La precisazione delle associazioni di categoria dopo l'annuncio di uno stop progressivo: "I gestori vogliono garantire il servizio, ma sono allo stremo e temono di non poter continuare per mancanza di liquidità". Call tra i sindacati e i ministri Patuanelli e De Micheli

"Nessuno sciopero è stato proclamato. I gestori vogliono garantire il servizio, ma sono allo stremo e temono di non poter continuare nella loro attività per mancanza di liquidità. Per questo temono di essere costretti a chiudere per causa di forza maggiore". Le associazioni di categoria dei benzinai Faib, Fegica e Fegisc/Anisa intervengono per precisare i contorni della protesta annunciata ieri, in cui minacciavano la chiusura progressiva degli impianti per le difficoltà legate all’emergenza coronavirus (AGGIORNAMENTI - SPECIALE). "Stiamo lottando per tenere aperto, non per chiudere", spiega Alessandro Zavalloni, segretario generale di Fegica (Cisl).
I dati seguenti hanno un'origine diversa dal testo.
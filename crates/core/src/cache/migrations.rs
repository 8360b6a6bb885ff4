//! Database schema migrations.
//!
//! A `_migrations` table records which numbered batches have been applied.
//! Each pending batch runs in its own transaction together with its
//! bookkeeping row, so a failed migration leaves no partial schema behind.

use super::Error;
use tokio_rusqlite::{Connection, params, rusqlite::TransactionBehavior};

/// A numbered schema change.
struct Migration {
    version: i64,
    description: &'static str,
    sql: &'static str,
}

/// Migrations in application order. All SQL uses CREATE IF NOT EXISTS.
const MIGRATIONS: &[Migration] = &[
    Migration {
        version: 1,
        description: "cache namespaces and entries",
        sql: include_str!("../../migrations/001_cache_entries.sql"),
    },
    Migration {
        version: 2,
        description: "worker state",
        sql: include_str!("../../migrations/002_worker_state.sql"),
    },
];

/// Run any pending migrations.
///
/// # Errors
///
/// Returns `Error::MigrationFailed` naming the migration whose SQL failed.
pub async fn run(conn: &Connection) -> Result<(), Error> {
    conn.call(|conn| -> Result<(), Error> {
        conn.execute(
            "CREATE TABLE IF NOT EXISTS _migrations (
                version INTEGER PRIMARY KEY,
                applied_at TEXT NOT NULL
            )",
            [],
        )?;

        let current: i64 =
            conn.query_row("SELECT COALESCE(MAX(version), 0) FROM _migrations", [], |row| row.get(0))?;

        for migration in MIGRATIONS.iter().filter(|m| m.version > current) {
            let tx = conn.transaction_with_behavior(TransactionBehavior::Immediate)?;
            tx.execute_batch(migration.sql).map_err(|e| {
                Error::MigrationFailed(format!("{} ({}): {e}", migration.version, migration.description))
            })?;
            tx.execute(
                "INSERT INTO _migrations (version, applied_at) VALUES (?1, ?2)",
                params![migration.version, chrono::Utc::now().to_rfc3339()],
            )?;
            tx.commit()?;

            tracing::debug!(version = migration.version, description = migration.description, "applied migration");
        }

        Ok(())
    })
    .await
    .map_err(Error::from)
}
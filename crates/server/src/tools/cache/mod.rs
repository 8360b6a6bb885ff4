//! Cache-related MCP tools.
//!
//! This module provides tools for inspecting and purging the current cache
//! namespace.

pub mod get;
pub mod purge;

pub use get::{CacheGetParams, get_impl};
pub use purge::{CachePurgeParams, purge_impl};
Sulla questione, intanto, oggi i sindacati sono in contatto con i ministri delle infrastrutture e trasporti Paola De Micheli e dello Sviluppo economico Stefano Patuanelli, attraverso una call.

I sindacati: “Gestori non sono più a lungo nelle condizioni di sopportare l’onere”

Nella nota, in risposta alla sollecitazione giunta dalla Commissione di Garanzia sullo sciopero nei pubblici servizi essenziali, le sigle sindacali spiegano: "Ciò non toglie che le nostre Federazioni hanno ragione di ritenere che i Gestori, da soli, in assenza di interventi immediati di sostegno, non sono più a lungo nelle condizioni di sopportare, sia sotto il profilo sanitario che sul piano economico, tutto l'onere necessario, nella presente drammatica congiuntura, ad assicurare la continuità e la regolarità del servizio essenziale”.

La protesta

Nella giornata di ieri, 24 marzo, i sindacati di categoria avevano proclamato a partire da oggi la chiusura progressiva dei distributori in tutto il Paese perché "da soli, non siamo più nelle condizioni di assicurare né il necessario livello di sicurezza sanitaria, né la sostenibilità economica del servizio". A stretto giro era arrivato il no del Garante sugli scioperi nei servizi pubblici essenziali che invitava a revocare subito l'astensione”. La protesta proclamata da Faib, Fegica e Figisc/Anisa prevede la chiusura degli impianti di rifornimento da mercoledì notte quelli della rete autostradale, compresi raccordi e tangenziali, e, via via, tutti gli altri anche lungo la viabilità ordinaria.